Feature/vla 2 #583

mshukor · 2024-12-16T21:44:11Z

What this does

Fix the reward 0 bug (due to not normalizing the targets)
Support encoder and decoder for ACT
Support robot states as input to the action decoder
Some features related to loading hf models

How it was tested


ENV=aloha
ENV_TASK=AlohaTransferCube-v0
dataset_repo_id=lerobot/aloha_sim_transfer_cube_human


policy=vla
LR=3e-5 #1e-5
LR_SCHEDULER=
USE_AMP=true
PRECISION=fp16

ASYNC_ENV=false

FEAT_SELECT=all_generated


VLM=google/paligemma2-3b-pt-224
VLM_NAME=paligemma2_3b
VLM_DIM=2304
NUM_IMG_TOKENS=598

USE_PROMNPT_TEMPLATE=false

ACTION_DECODER=act_decoder

DIM_MODEL=512
LORA_R=4

PEFT_METHOD=lora


USE_ACTION_CONNECTOR=true

TASK_NAME=lerobot_${ENV}_transfer_cube_${policy}_${ACTION_DECODER}_${VLM_NAME}_${PEFT_METHOD}_feat_select_${FEAT_SELECT}

GPUS=1
EVAL_FREQ=5000 #51000 #10000 51000
OFFLINE_STEPS=100000 #25000 17000 12500 50000
TRAIN_BATCH_SIZE=8
EVAL_BATCH_SIZE=8

SAVE_FREQ=5000


MUJOCO_GL=egl python lerobot/scripts/train.py \
 hydra.job.name=base_distributed_aloha_transfer_cube \
 hydra.run.dir=$WORK/logs/lerobot/${TASK_NAME} \
 dataset_repo_id=$dataset_repo_id \
 policy=$policy \
 env=$ENV env.task=$ENV_TASK \
 training.offline_steps=$OFFLINE_STEPS training.batch_size=$TRAIN_BATCH_SIZE training.save_freq=$SAVE_FREQ \
 training.eval_freq=$EVAL_FREQ eval.n_episodes=50 eval.use_async_envs=$ASYNC_ENV eval.batch_size=$EVAL_BATCH_SIZE \
 training.lr=$LR training.lr_backbone=$LR \
 wandb.enable=false use_amp=$USE_AMP precision=$PRECISION \
 policy.vlm_backbone.feature_selection=$FEAT_SELECT policy.vlm_backbone.name=$VLM policy.action_decoder.dim_model=$DIM_MODEL \
 policy.use_prompt_template=$USE_PROMNPT_TEMPLATE  policy.num_img_tokens=$NUM_IMG_TOKENS policy.peft_config.r=$LORA_R policy.peft_method=$PEFT_METHOD \
 policy.use_action_connector=$USE_ACTION_CONNECTOR policy.vlm_backbone.hidden_size=$VLM_DIM  policy.action_decoder.name=$ACTION_DECODER

How to checkout & try? (for the reviewer)

danaaubakirova

Thanks for this PR! Good catch on the bug and nicely done with adding observation.states as an input! If you could explain some design choices and the code works after testing/inference, this will be approved 👍

danaaubakirova · 2024-12-19T07:42:18Z

lerobot/common/policies/act/modeling_act.py

@@ -513,6 +514,49 @@ def forward(self, batch: dict[str, Tensor]) -> tuple[Tensor, tuple[Tensor, Tenso
        return actions, (mu, log_sigma_x2)
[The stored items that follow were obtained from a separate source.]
//! Random job generation.
//!
//! Draws test instances within the bounds of a [`ProblemConfig`].
//! Every value is drawn uniformly from its inclusive range; the start is
//! chosen so the job ends inside the horizon.

use rand::Rng;
use tracing::debug;

use crate::config::ProblemConfig;
use crate::error::Result;
use crate::models::{Job, JobIdSequence, Range};

/// Random job source bound to a validated configuration.
///
/// # Example
///
/// ```
/// use rand::SeedableRng;
/// use rand::rngs::SmallRng;
/// use u_jobselect::config::ProblemConfig;
/// use u_jobselect::generator::JobGenerator;
/// use u_jobselect::models::JobIdSequence;
///
/// let generator = JobGenerator::new(ProblemConfig::default()).unwrap();
/// let mut rng = SmallRng::seed_from_u64(0);
/// let jobs = generator.generate(&mut JobIdSequence::new(), &mut rng).unwrap();
/// assert_eq!(jobs.len(), 40);
/// ```
#[derive(Debug, Clone)]
pub struct JobGenerator {
    config: ProblemConfig,
}

impl JobGenerator {
    /// Creates a generator, rejecting unusable bounds.
    pub fn new(config: ProblemConfig) -> Result<Self> {
        config.validate()?;
        Ok(Self { config })
    }

    /// Bounds used for generation.
    pub fn config(&self) -> &ProblemConfig {
        &self.config
    }

    /// Draws one job, taking its id from `ids`.
    pub fn generate_job<R: Rng>(&self, ids: &mut JobIdSequence, rng: &mut R) -> Result<Job> {
        let c = &self.config;
        let duration = rng.random_range(c.min_duration..=c.max_duration);
        let start = rng.random_range(0..=c.horizon - duration);
        let priority = rng.random_range(c.min_priority..=c.max_priority);
        let profit = rng.random_range(c.min_profit..=c.max_profit);

        ids.job(priority, profit, Range::new(start, start + duration)?)
    }

    /// Draws `config.job_count` jobs.
    pub fn generate<R: Rng>(&self, ids: &mut JobIdSequence, rng: &mut R) -> Result<Vec<Job>> {
        self.generate_n(self.config.job_count, ids, rng)
    }

    /// Draws `count` jobs.
    pub fn generate_n<R: Rng>(
        &self,
        count: usize,
        ids: &mut JobIdSequence,
        rng: &mut R,
    ) -> Result<Vec<Job>> {
        let jobs = (0..count)
            .map(|_| self.generate_job(ids, rng))
            .collect::<Result<Vec<Job>>>()?;
        debug!(
            event = "jobs_generated",
            count = jobs.len(),
            horizon = self.config.horizon,
        );
        Ok(jobs)
    }
}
+class ACTEncoderDecoder(nn.Module):


Could you please share the motivation behind introducing the ACTEncoderDecoder module?
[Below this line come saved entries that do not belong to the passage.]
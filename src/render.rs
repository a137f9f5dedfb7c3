//! Text rendering of selections.
//!
//! Presentation only; nothing here feeds back into solving.

use std::fmt::Write;

use crate::models::Solution;

/// Slot marker for an occupied time unit.
pub const OCCUPIED: char = 'X';
/// Slot marker for an idle time unit.
pub const IDLE: char = '-';

/// One character per slot in `[0, horizon)`: [`OCCUPIED`] when a selected
/// job covers the slot, [`IDLE`] otherwise.
///
/// # Example
///
/// ```
/// use u_jobselect::models::{Job, Range, Solution};
/// use u_jobselect::render::render_timeline;
///
/// let job = Job::new(0, 1, 10, Range::new(2, 4).unwrap()).unwrap();
/// let solution = Solution::empty().add_job(&job).unwrap();
/// assert_eq!(render_timeline(&solution, 6), "--XX--");
/// ```
pub fn render_timeline(solution: &Solution, horizon: i64) -> String {
    (0..horizon.max(0))
        .map(|t| {
            if solution.jobs().iter().any(|j| j.range().contains(t)) {
                OCCUPIED
            } else {
                IDLE
            }
        })
        .collect()
}

/// Multi-line summary: total profit, job counts per priority level, then
/// each selected job in start order.
///
/// ```text
/// Objective: 120
/// 1 1 priority jobs
/// 1 2 priority jobs
/// Job 1 | 1: 0-3
/// Job 2 | 2: 3-5
/// ```
pub fn render_summary(solution: &Solution) -> String {
    let mut out = String::new();
    let objective = solution.objective();

    // Writing into a String cannot fail.
    let _ = writeln!(out, "Objective: {}", objective.profit());
    for (priority, count) in objective.priority_counts() {
        let _ = writeln!(out, "{count} {priority} priority jobs");
    }
    for job in solution.jobs_by_start() {
        let range = job.range();
        let _ = writeln!(
            out,
            "Job {} | {}: {}-{}",
            job.id(),
            job.priority(),
            range.start(),
            range.end()
        );
    }
    out
}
At first I wanted to see if the 0 reward is coming from small action decoder. I think we should compare different design choices for the action decoder and this makes it a bit easier for ACT (ACT decoder only vs ACT encoder decoder)

danaaubakirova · 2024-12-19T08:05:10Z

lerobot/common/policies/vla/modeling_vla.py

-            self.action_decoder = ACTDecoder(action_decoder_config)
-            self.decoder_pos_embed = nn.Embedding(config.chunk_size, config.action_decoder["dim_model"])
+        self.use_robot_state = "observation.state" in config.input_shapes
+        if "act" in self.action_decoder_name:


Is this related to the new ActEncoderDecoder?
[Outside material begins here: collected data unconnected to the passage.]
//! Problem configuration.
//!
//! Bounds for the planning horizon and for randomly generated jobs.
//! Defaults reproduce the reference instance: a 50-slot horizon with
//! 40 jobs lasting 1-10 slots, worth 50-150, at priority 1 or 2.

use serde::{Deserialize, Serialize};
use std::ops::RangeInclusive;

use crate::error::{Result, ScheduleError};
use crate::solver::SearchStrategy;

/// Planning horizon and job bounds for a selection problem.
#[derive(Debug, Clone, PartialEq, Eq, Serialize, Deserialize)]
#[serde(default)]
pub struct ProblemConfig {
    /// Number of time slots; jobs live in `[0, horizon)`.
    pub horizon: i64,
    /// Shortest job duration.
    pub min_duration: i64,
    /// Longest job duration.
    pub max_duration: i64,
    /// Lowest job profit.
    pub min_profit: i64,
    /// Highest job profit.
    pub max_profit: i64,
    /// Most important priority level (lowest number).
    pub min_priority: i32,
    /// Least important priority level.
    pub max_priority: i32,
    /// Number of jobs to generate.
    pub job_count: usize,
}

impl Default for ProblemConfig {
    fn default() -> Self {
        Self {
            horizon: 50,
            min_duration: 1,
            max_duration: 10,
            min_profit: 50,
            max_profit: 150,
            min_priority: 1,
            max_priority: 2,
            job_count: 40,
        }
    }
}

impl ProblemConfig {
    /// Creates the default configuration.
    pub fn new() -> Self {
        Self::default()
    }

    /// Sets the planning horizon.
    pub fn with_horizon(mut self, horizon: i64) -> Self {
        self.horizon = horizon;
        self
    }

    /// Sets the duration bounds (inclusive).
    pub fn with_duration(mut self, min: i64, max: i64) -> Self {
        self.min_duration = min;
        self.max_duration = max;
        self
    }

    /// Sets the profit bounds (inclusive).
    pub fn with_profit(mut self, min: i64, max: i64) -> Self {
        self.min_profit = min;
        self.max_profit = max;
        self
    }

    /// Sets the priority levels (inclusive).
    pub fn with_priorities(mut self, min: i32, max: i32) -> Self {
        self.min_priority = min;
        self.max_priority = max;
        self
    }

    /// Sets the number of generated jobs.
    pub fn with_job_count(mut self, job_count: usize) -> Self {
        self.job_count = job_count;
        self
    }

    /// Priority levels, most important first.
    pub fn priority_levels(&self) -> RangeInclusive<i32> {
        self.min_priority..=self.max_priority
    }

    /// Checks that every bound is usable.
    pub fn validate(&self) -> Result<()> {
        if self.horizon <= 0 {
            return Err(invalid(format!("horizon must be positive, got {}", self.horizon)));
        }
        if self.min_duration <= 0 || self.min_duration > self.max_duration {
            return Err(invalid(format!(
                "duration bounds {}..={} must be positive and ordered",
                self.min_duration, self.max_duration
            )));
        }
        if self.max_duration > self.horizon {
            return Err(invalid(format!(
                "max duration {} exceeds horizon {}",
                self.max_duration, self.horizon
            )));
        }
        if self.min_profit <= 0 || self.min_profit > self.max_profit {
            return Err(invalid(format!(
                "profit bounds {}..={} must be positive and ordered",
                self.min_profit, self.max_profit
            )));
        }
        if self.min_priority > self.max_priority {
            return Err(invalid(format!(
                "priority bounds {}..={} are reversed",
                self.min_priority, self.max_priority
            )));
        }
        Ok(())
    }
}

fn invalid(message: String) -> ScheduleError {
    ScheduleError::InvalidConfig(message)
}

/// Solver settings.
#[derive(Debug, Clone, Copy, Default, PartialEq, Eq, Serialize, Deserialize)]
#[serde(default)]
pub struct SolverConfig {
    /// Search algorithm.
    pub strategy: SearchStrategy,
}

impl SolverConfig {
    /// Creates the default configuration (memoized search).
    pub fn new() -> Self {
        Self::default()
    }

    /// Sets the search algorithm.
    pub fn with_strategy(mut self, strategy: SearchStrategy) -> Self {
        self.strategy = strategy;
        self
    }
}

#[cfg(test)]
mod tests {
    use super::*;

    #[test]
    fn test_default_matches_reference_instance() {
        let c = ProblemConfig::default();
        assert_eq!(c.horizon, 50);
        assert_eq!((c.min_duration, c.max_duration), (1, 10));
        assert_eq!((c.min_profit, c.max_profit), (50, 150));
        assert_eq!(c.priority_levels(), 1..=2);
        assert_eq!(c.job_count, 40);
        assert!(c.validate().is_ok());
    }

    #[test]
    fn test_builder() {
        let c = ProblemConfig::new()
            .with_horizon(20)
            .with_duration(2, 4)
            .with_profit(1, 9)
            .with_priorities(0, 3)
            .with_job_count(8);

        assert_eq!(c.horizon, 20);
        assert_eq!((c.min_duration, c.max_duration), (2, 4));
        assert_eq!((c.min_profit, c.max_profit), (1, 9));
        assert_eq!(c.priority_levels(), 0..=3);
        assert_eq!(c.job_count, 8);
    }

    #[test]
    fn test_validate_rejects_bad_bounds() {
        assert!(ProblemConfig::new().with_horizon(0).validate().is_err());
        assert!(ProblemConfig::new().with_duration(0, 3).validate().is_err());
        assert!(ProblemConfig::new().with_duration(5, 3).validate().is_err());
        assert!(ProblemConfig::new()
            .with_horizon(5)
            .with_duration(1, 6)
            .validate()
            .is_err());
        assert!(ProblemConfig::new().with_profit(0, 10).validate().is_err());
        assert!(ProblemConfig::new().with_priorities(3, 1).validate().is_err());
    }

    #[test]
    fn test_config_serde_partial() {
        let c: ProblemConfig = serde_json::from_str(r#"{"horizon":30,"job_count":10}"#).unwrap();
        assert_eq!(c.horizon, 30);
        assert_eq!(c.job_count, 10);
        assert_eq!(c.max_profit, 150);

        let json = serde_json::to_string(&c).unwrap();
        let back: ProblemConfig = serde_json::from_str(&json).unwrap();
        assert_eq!(back, c);
    }

    #[test]
    fn test_solver_config_default_is_memoized() {
        assert_eq!(SolverConfig::default().strategy, SearchStrategy::Memoized);
        let c = SolverConfig::new().with_strategy(SearchStrategy::IntervalDp);
        assert_eq!(c.strategy, SearchStrategy::IntervalDp);
    }
}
To me this if-else block related to act looks a bit confusing, we could rather rename it completely or structure in this way

if "act" in self.action_decoder_name: action_decoder_config = OmegaConf.create(config.action_decoder) if self.action_decoder_name == "act_decoder": # Use standalone ACTDecoder self.action_decoder = ACTDecoder(action_decoder_config) self.decoder_pos_embed = nn.Embedding(config.chunk_size, config.action_decoder["dim_model"]) else: # Use ACTEncoderDecoder, decide whether to include the encoder use_encoder = "decoder" not in self.action_decoder_name self.action_decoder = ACTEncoderDecoder(action_decoder_config, use_encoder=use_encoder)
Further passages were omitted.